Steve Farmer, one of the authors, is the vice provost for enrollment and undergraduate admissions at the University of North Carolina at Chapel Hill. He made a bold and righteous statement in response to the research:
“We firmly believe that we must act on what we have learned to be true for our students; therefore, we will communicate to prospective students that we expect them to take at least five academic courses each year of high school, because that is what they will likely take in any single semester in college. In addition, we will encourage them to pursue at least five college-level courses—AP, IB or DE— throughout the entirety of their high school careers. “
The mental health of our nations children is in serious decline. There have been many causes, including over-involved parenting and social media. But of all, the one that is the most unnecessary and most preventable, is best summed up by Pogo:
We have met the enemy and he is us
I don’t believe anything pernicious is going on. There is a tiny, tiny number of colleges who can actually “expect applicants to take the most demanding schedule available to them.” And many others who aspire to be elite repeat the phrase. What could be the damage? The damage is that students are collapsing on the treadmill trying to keep up.

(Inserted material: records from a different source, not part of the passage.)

// File I/O operations

pub mod csv;
pub mod error;
pub mod export;
pub mod mojibake;
pub mod sql;

pub use error::IoError;
impl Pipeline {
    /// Core stages only: default identifier rule, default stoplist,
    /// completeness scorer, no transforms.
    pub fn new(key_scheme: KeyScheme) -> Self {
        Self {
            key_scheme,
            scorer: Box::new(CompletenessScorer),
            identifier: IdentifierRule::default(),
            names: NameNormalizer::default(),
            transforms: Vec::new(),
        }
    }

    pub fn from_config(config: &RegistryConfig) -> Self {
        let mut pipeline = Self {
            key_scheme: config.key_scheme,
            scorer: config.scorer.build(),
            identifier: config.identifier,
            names: NameNormalizer::with_extra_stoplist(&config.names.extra_stoplist),
            transforms: Vec::new(),
        };

        // Repair runs first so prefix stripping sees the canonical type code.
        if config.transforms.repair_document_type {
            pipeline = pipeline.with_transform(RepairDocumentType);
        }
        if config.transforms.strip_document_prefix {
            pipeline = pipeline.with_transform(StripDocumentPrefix);
        }
        if config.transforms.split_full_name {
            pipeline = pipeline.with_transform(SplitFullName);
        }
        pipeline
    }

    pub fn with_key_scheme(mut self, key_scheme: KeyScheme) -> Self {
        self.key_scheme = key_scheme;
        self
    }

    pub fn with_scorer(mut self, scorer: impl Scorer + 'static) -> Self {
        self.scorer = Box::new(scorer);
        self
    }

    pub fn with_transform(mut self, transform: impl RecordTransform + 'static) -> Self {
        self.transforms.push(Box::new(transform));
        self
    }

    pub fn key_scheme(&self) -> KeyScheme {
        self.key_scheme
    }

    pub fn scorer_name(&self) -> &'static str {
        self.scorer.name()
    }

    pub fn transform_names(&self) -> Vec<&'static str> {
        self.transforms.iter().map(|t| t.name()).collect()
    }

    /// Partition `set` into survivors and rejections and count each stage.
    pub fn process(&self, set: &RecordSet) -> Result<ProcessOutput, RegistryError> {
        if set.is_empty() {
            return Ok(ProcessOutput::default());
        }
        self.check_columns(set)?;

        let mut invalid: Vec<Rejected> = Vec::new();
        let mut staged: Vec<Record> = Vec::with_capacity(set.len());
        let mut corrections = NameCorrections::default();

        for input in &set.records {
            let record = match self.apply_transforms(input.clone()) {
                Ok(record) => record,
                Err(e) => {
                    log::warn!("row {}: transform failed, record rejected: {e}", input.row);
                    invalid.push(Rejected {
                        record: input.clone(),
                        reason: RejectReason::TransformError {
                            message: transform_message(e),
                        },
                    });
                    continue;
                }
            };

            if !self.identifier.is_valid(record.identificacion()) {
                invalid.push(Rejected {
                    record: input.clone(),
                    reason: RejectReason::InvalidIdentifier,
                });
                continue;
            }

            match self.normalize_fields(record, &mut corrections) {
                Some(record) => staged.push(record),
                None => invalid.push(Rejected {
                    record: input.clone(),
                    reason: RejectReason::UnresolvableName,
                }),
            }
        }

        let key_scheme = self.key_scheme;
        let resolution = resolve(staged, |r| key_scheme.key_for(r), self.scorer.as_ref())?;

        invalid.extend(resolution.discarded.into_iter().map(|d| Rejected {
            record: d.record,
            reason: RejectReason::DuplicateLoser {
                key: d.key,
                survivor_row: d.survivor_row,
            },
        }));
        invalid.sort_by_key(|r| r.record.row);

        let report = compute_report(set.len(), &resolution.survivors, &invalid, corrections);
        log::info!("{}", report.summary_line());

        Ok(ProcessOutput {
            valid_records: resolution.survivors,
            invalid_records: invalid,
            report,
        })
    }

    fn check_columns(&self, set: &RecordSet) -> Result<(), RegistryError> {
        for column in REQUIRED_COLUMNS {
            let supplied = set.has_column(column)
                || self.transforms.iter().any(|t| t.supplies_column(set, column));
            if !supplied {
                return Err(RegistryError::MissingColumn {
                    column: column.to_string(),
                });
            }
        }
        Ok(())
    }

    fn apply_transforms(&self, record: Record) -> Result<Record, RegistryError> {
        self.transforms
            .iter()
            .try_fold(record, |record, transform| transform.apply(record))
    }

    /// Normalized view of an identifier-valid record, or `None` when no
    /// usable given name remains.
    fn normalize_fields(&self, record: Record, corrections: &mut NameCorrections) -> Option<Record> {
        let nombres = record
            .nombres()
            .and_then(|n| self.names.normalize(n, FieldKind::Name))?;
        let apellidos = record
            .apellidos()
            .and_then(|a| self.names.normalize(a, FieldKind::Name));
        let tipo = record
            .tipo_documento()
            .and_then(|t| self.names.normalize(t, FieldKind::Text));

        if record.nombres() != Some(nombres.as_str()) {
            corrections.names += 1;
        }
        if record.apellidos() != apellidos.as_deref() {
            corrections.surnames += 1;
        }

        Some(
            record
                .with(NOMBRES, Some(&nombres))
                .with(APELLIDOS, apellidos.as_deref())
                .with(TIPO_DOCUMENTO, tipo.as_deref()),
        )
    }
}

fn transform_message(error: RegistryError) -> String {
    match error {
        RegistryError::Transform { message, .. } => message,
        other => other.to_string(),
    }
}

/// Run the core stages over `set` with the given key scheme.
pub fn process(set: &RecordSet, key_scheme: KeyScheme) -> Result<ProcessOutput, RegistryError> {
    Pipeline::new(key_scheme).process(set)
}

You, all of you, have a place in your institutions policies, and those with the most immediate impact sit on the college admissions side of the desk. I implore our most selective colleges to carry out this study at your college. If you get similar results, act on it. Take the Farmer challenge (my term, not his) and post on your admissions requirements page:
“We expect you to take at least five academic courses each year of high school, because that is what you will likely take in any single semester in college. In addition, we encourage you to pursue at least five college-level courses—AP, IB or DE— throughout the entirety of their high school careers. “
And if your college does not expect this, be explicit about what you do expect. It may not make an immediate impact, but if you truly believe it and act on it, it will. Students will see that they will not need to take a physically and emotionally crushing schedule to be considered for the most selective colleges.
This is not a suggestion; it is a moral imperative. Asking your students to take more than you need in order to judge their chances for success is not just misguided; it is actively harming the health of our youth. We have an opportunity to take thoughtful action where the object is not to get the most stressed and obsessed students, but students who challenge themselves enough while distinguishing themselves in some way.
Or we can continue to push our students to their physical and emotional limits for no good reason than the fact that we can. It is vital to your mission to accept the students who are the best fit for your institutions. It is equally as vital to put as high an emphasis on the mental health of our students in our policies and actions. To do other otherwise is abrogating our responsibility as educational professionals.